I make sure to draw the little blobs marking where the speechbubbles go right there in the very first thumbnail of a page, so that they're there from the very start. This helps prevent me from making panels too crowded to fit the dialogue on top, and it also helps me keep track of how much text is happening on each page.
Example from the sketchcomics I do for our weekly tabletop campaign:
Those big blobby circles in the thumbnails? Those are the speechbubbles.
Other things to pay attention to re: speechbubbles.
Lead the eye across the page
From the moment we learn to read, our brains are kind of hardwired for reading. If you can read, you can't look at a word and NOT read it as you do. So our brains prioritize text when looking at a comic page. Where and how that text is placed matters a lot! Making sure readers can, with a minimum of effort, understand which speechbubbles to read in which order is important!
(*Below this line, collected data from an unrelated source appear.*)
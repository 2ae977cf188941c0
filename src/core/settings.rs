//! Export settings
//!
//! The two admin-editable settings that drive both engines: the custom
//! field list and the exported flag (marker) name. They are persisted as
//! plain string options in the shop's settings store and loaded once per
//! invocation. The engines receive the parsed value at construction.

use crate::adapters::store::SettingsStore;
use crate::core::export::FIXED_COLUMNS;
use crate::domain::Result;

/// Option holding the comma-joined custom field list
pub const CUSTOM_FIELDS_OPTION: &str = "wc_order_exporter_custom_fields";

/// Option holding the marker field name
pub const EXPORTED_FLAG_OPTION: &str = "wc_order_exporter_exported_flag";

/// Parsed export settings
///
/// # Examples
///
/// ```
/// use order_exporter::core::settings::ExportSettings;
///
/// let settings = ExportSettings::from_options(Some(" sku , region "), Some("_exported"));
/// assert_eq!(settings.custom_field_names(), ["sku", "region"]);
/// assert_eq!(settings.marker_field_name(), "_exported");
/// ```
#[derive(Debug, Clone, Default, PartialEq, Eq)]
pub struct ExportSettings {
    custom_field_names: Vec<String>,
    marker_field_name: String,
}

impl ExportSettings {
    /// Build settings from already-split field names
    ///
    /// Names go through the same cleanup as the stored option.
    pub fn new(custom_field_names: Vec<String>, marker_field_name: impl Into<String>) -> Self {
        Self {
            custom_field_names: normalize_field_names(custom_field_names.iter().map(String::as_str)),
            marker_field_name: marker_field_name.into(),
        }
    }

    /// Build settings from the raw option values; unset options count as empty
    pub fn from_options(custom_fields: Option<&str>, exported_flag: Option<&str>) -> Self {
        Self {
            custom_field_names: parse_custom_fields(custom_fields.unwrap_or("")),
            marker_field_name: exported_flag.unwrap_or("").to_string(),
        }
    }

    /// Read both options from the settings store
    ///
    /// # Errors
    ///
    /// Returns an error if the settings store cannot be read
    pub async fn load(store: &dyn SettingsStore) -> Result<Self> {
        let custom_fields = store.get_option(CUSTOM_FIELDS_OPTION).await?;
        let exported_flag = store.get_option(EXPORTED_FLAG_OPTION).await?;
        let settings = Self::from_options(custom_fields.as_deref(), exported_flag.as_deref());

        tracing::debug!(
            custom_fields = ?settings.custom_field_names,
            marker_field = %settings.marker_field_name,
            "Loaded export settings"
        );

        Ok(settings)
    }

    /// Custom field names, in configured order
    pub fn custom_field_names(&self) -> &[String] {
        &self.custom_field_names
    }

    /// Marker field name, verbatim (may be empty)
    pub fn marker_field_name(&self) -> &str {
        &self.marker_field_name
    }

    /// Whether the marker name is empty; still legal, the empty key is used
    pub fn has_empty_marker(&self) -> bool {
        self.marker_field_name.is_empty()
    }
}

/// Split a comma-joined field list into CSV column names
///
/// Each name is trimmed and blank names are skipped, so an empty option gives
/// no extra columns and `"sku,"` gives just `sku`. Every column name appears
/// once in the output: a repeated name keeps its first position, and a name
/// equal to a fixed column is dropped.
pub fn parse_custom_fields(raw: &str) -> Vec<String> {
    normalize_field_names(raw.split(','))
}

fn normalize_field_names<'a>(names: impl IntoIterator<Item = &'a str>) -> Vec<String> {
    let mut fields: Vec<String> = Vec::new();

    for name in names.into_iter().map(str::trim) {
        if name.is_empty() || fields.iter().any(|f| f == name) {
            continue;
        }
        if FIXED_COLUMNS.contains(&name) {
            tracing::warn!(field = %name, "Custom field duplicates a fixed column, ignoring");
            continue;
        }
        fields.push(name.to_string());
    }

    fields
}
Avoid crossing balloon-tails, know that we will read the left-most bubble in a panel first, and think that bubbles at the top of panels happen before the ones below, etc.
Use bubbles as visual storytelling elements
This one's a bit more in-depth, but you can use the placement, size and style of a speechbubble to indicate unspoken storytelling things. A regular-sized bubble with very small text in it? Looks like this person is speaking very quietly! A bubble with wobbly, jagged edges? This person is shouting, or their voice is shaking as they speak! A bubble placed in between two characters, like a barrier? These two characters might be emotionally distant from one another, or having a disagreement!
The style and placement of the bubble itself - just like sound-effects and font-style - signal to the reader how they sound through how they look. Keep that in mind when placing and designing them!